Levir Culpi foi o primeiro a avisar, ainda na última sexta-feira, que haveria uma onda de inspeções a centros de treinamentos dos principais clubes do país. Foi como se o técnico do Atlético tivesse informação privilegiada, pois, desde então, o noticiário tem exibido a repetição de manchetes a respeito de irregularidades verificadas em visitas das autoridades a esses locais. Nota-se, claro, especial atenção a alojamentos das categorias de base e a avaliação dos riscos de incêndio, o equivalente ao aparecimento repentino de viaturas policiais onde não havia nenhuma quando um crime de alta repercussão aconteceu.

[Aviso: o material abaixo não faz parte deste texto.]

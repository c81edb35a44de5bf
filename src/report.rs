//! Read-only views of sweep results for plotting and printing.

use std::fmt;

use serde::Serialize;

use crate::experiment::{Experiment, SweepResult};

/// Everything a plotting tool needs, ready for `serde_json`
#[derive(Clone, Debug, Serialize)]
pub struct Report {
    pub num_arms: usize,
    pub time_steps: usize,
    pub num_sims: usize,
    pub seed: u64,
    pub true_means: Vec<f64>,
    pub optimal_arm: usize,
    pub sweeps: Vec<SweepReport>,
}

#[derive(Clone, Debug, Serialize)]
pub struct SweepReport {
    pub strategy: String,
    pub parameter: String,
    pub configs: Vec<ConfigReport>,
}

#[derive(Clone, Debug, Serialize)]
pub struct ConfigReport {
    pub value: f64,
    /// One series per arm, each of length `time_steps`
    pub mean_values: Vec<Vec<f64>>,
    pub optimal_fraction: Vec<f64>,
}

impl Report {
    pub fn new(experiment: &Experiment, sweeps: &[SweepResult]) -> Self {
        Self {
            num_arms: experiment.num_arms(),
            time_steps: experiment.time_steps(),
            num_sims: experiment.num_sims(),
            seed: experiment.seed(),
            true_means: experiment.rewards().true_means().to_vec(),
            optimal_arm: experiment.rewards().optimal_arm(),
            sweeps: sweeps.iter().map(SweepReport::from).collect(),
        }
    }

    pub fn to_json(&self) -> serde_json::Result<String> {
        serde_json::to_string_pretty(self)
    }
}

impl From<&SweepResult> for SweepReport {
    fn from(sweep: &SweepResult) -> Self {
        let configs = sweep
            .iter()
            .map(|result| ConfigReport {
                value: result.config_value(),
                mean_values: (0..result.num_arms())
                    .map(|arm| result.value_series(arm).to_vec())
                    .collect(),
                optimal_fraction: result.optimal_fraction().to_vec(),
            })
            .collect();
        Self {
            strategy: sweep.strategy().to_string(),
            parameter: sweep.strategy().parameter_name().to_string(),
            configs,
        }
    }
}

impl fmt::Display for SweepResult {
    fn fmt(&self, f: &mut fmt::Formatter<'_>) -> fmt::Result {
        let parameter = self.strategy().parameter_name();
        writeln!(f, "{} (optimal arm {})", self.strategy(), self.optimal_arm())?;
        writeln!(
            f,
            "  {:>8}  {:>10}  {:>12}  {:>10}",
            parameter, "optimal %", "Q_T(a*)", "mean |err|"
        )?;
        for result in self.iter() {
            writeln!(
                f,
                "  {:>8}  {:>9.1}%  {:>12.4}  {:>10.4}",
                result.config_value(),
                result.final_optimal_fraction() * 100.0,
                result.final_values()[self.optimal_arm()],
                result.final_mean_abs_error(self.true_means()),
            )?;
        }
        if let Some(best) = self.best_config() {
            writeln!(f, "  best {parameter} = {best}")?;
        }
        Ok(())
    }
}
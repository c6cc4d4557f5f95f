mod completion_client;
mod image_source;

pub use completion_client::*;
pub use image_source::*;
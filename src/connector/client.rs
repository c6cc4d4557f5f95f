use anyhow::{anyhow, Result};
use serde::{Deserialize, Serialize};

use crate::domain::{Conversation, Message, StagedImage};

/// Client side of the proxy endpoints, used by the `chat` and `analyze` CLI
/// commands. Failures carry the server's `error` string verbatim so the REPL
/// can surface it unchanged.
pub struct ProxyClient {
    client: reqwest::Client,
    base_url: String,
}

#[derive(Serialize)]
struct ChatPayload<'a> {
    messages: &'a [Message],
    #[serde(skip_serializing_if = "Option::is_none")]
    image: Option<&'a str>,
}

#[derive(Serialize)]
struct AnalyzePayload<'a> {
    image: &'a str,
}

#[derive(Deserialize)]
struct ChatEnvelope {
    #[serde(default)]
    message: Option<String>,
    #[serde(default)]
    error: Option<String>,
}

#[derive(Deserialize)]
struct AnalysisEnvelope {
    #[serde(default)]
    analysis: Option<String>,
    #[serde(default)]
    error: Option<String>,
}

impl ProxyClient {
    pub fn new(base_url: impl Into<String>) -> Self {
        let base: String = base_url.into();
        Self {
            client: reqwest::Client::new(),
            base_url: base.trim_end_matches('/').to_string(),
        }
    }

    pub async fn chat(
        &self,
        conversation: &Conversation,
        image: Option<&StagedImage>,
    ) -> Result<String> {
        let payload = ChatPayload {
            messages: conversation.messages(),
            image: image.map(|i| i.as_base64()),
        };

        let response = self
            .client
            .post(format!("{}/api/chat", self.base_url))
            .json(&payload)
            .send()
            .await?;

        let status = response.status();
        let envelope: ChatEnvelope = response.json().await?;

        if let Some(error) = envelope.error {
            return Err(anyhow!(error));
        }
        if !status.is_success() {
            return Err(anyhow!("Error: {status}"));
        }

        Ok(envelope.message.unwrap_or_default())
    }

    pub async fn analyze(&self, image: &StagedImage) -> Result<String> {
        let payload = AnalyzePayload {
            image: image.as_base64(),
        };

        let response = self
            .client
            .post(format!("{}/api/analyze-image", self.base_url))
            .json(&payload)
            .send()
            .await?;

        let status = response.status();
        let envelope: AnalysisEnvelope = response.json().await?;

        if let Some(error) = envelope.error {
            return Err(anyhow!(error));
        }
        if !status.is_success() {
            return Err(anyhow!("Error: {status}"));
        }

        envelope
            .analysis
            .ok_or_else(|| anyhow!("Server returned no analysis"))
    }
}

Seria um contrassenso criticar medidas cujo objetivo é evitar tragédias, e este não é o ponto. O ponto é o que se pode chamar de “fator Brasil”: o talento nacional para a complacência com irregularidades – de todos os níveis – até que uma barbaridade como a do Ninho do Urubu literalmente obriga as cadeiras a se mexer. É vasta a lista dos clubes que tiveram de tomar providências nos últimos dias, para se adequar ao que é correto ou evitar perigos. Tudo estava perfeitamente em ordem na semana passada. E não é que não haja legislação ou alguém possa explicar que não conhece a diferença entre certo e errado. As burocracias apresentam dificuldades e oferecem vias paralelas sem que ninguém se preocupe.

O pós-tragédia expõe a realidade inaceitável, mas não sem antes revelar reações imediatas quase sempre no sentido de negar responsabilidades ou minimizar danos. É como se ninguém tivesse culpa e se tratasse de um evento espontâneo, que não se compreende e não se explica. A relutância do Flamengo a discutir abertamente o ocorrido e lidar com os questionamentos indica uma conduta corporativa que não se concilia com o papel de clubes de futebol dessa magnitude. A preferência por enviar jogadores – Diego e Willian Arão, por enquanto, merecem aplausos pela dignidade – ao contato público não deixa de ser uma estratégia de comunicação, quando a ocasião pede transparência.

A verdade inescapável é que dez meninos perderam a vida dentro das instalações do Flamengo. Não há gabinete de crise que seja capaz de suavizar algo tão devastador. Mas isso é o que aparece na vitrine. No escritório que fica nos fundos, sentado à mesa e colado ao telefone, está o “fator Brasil”.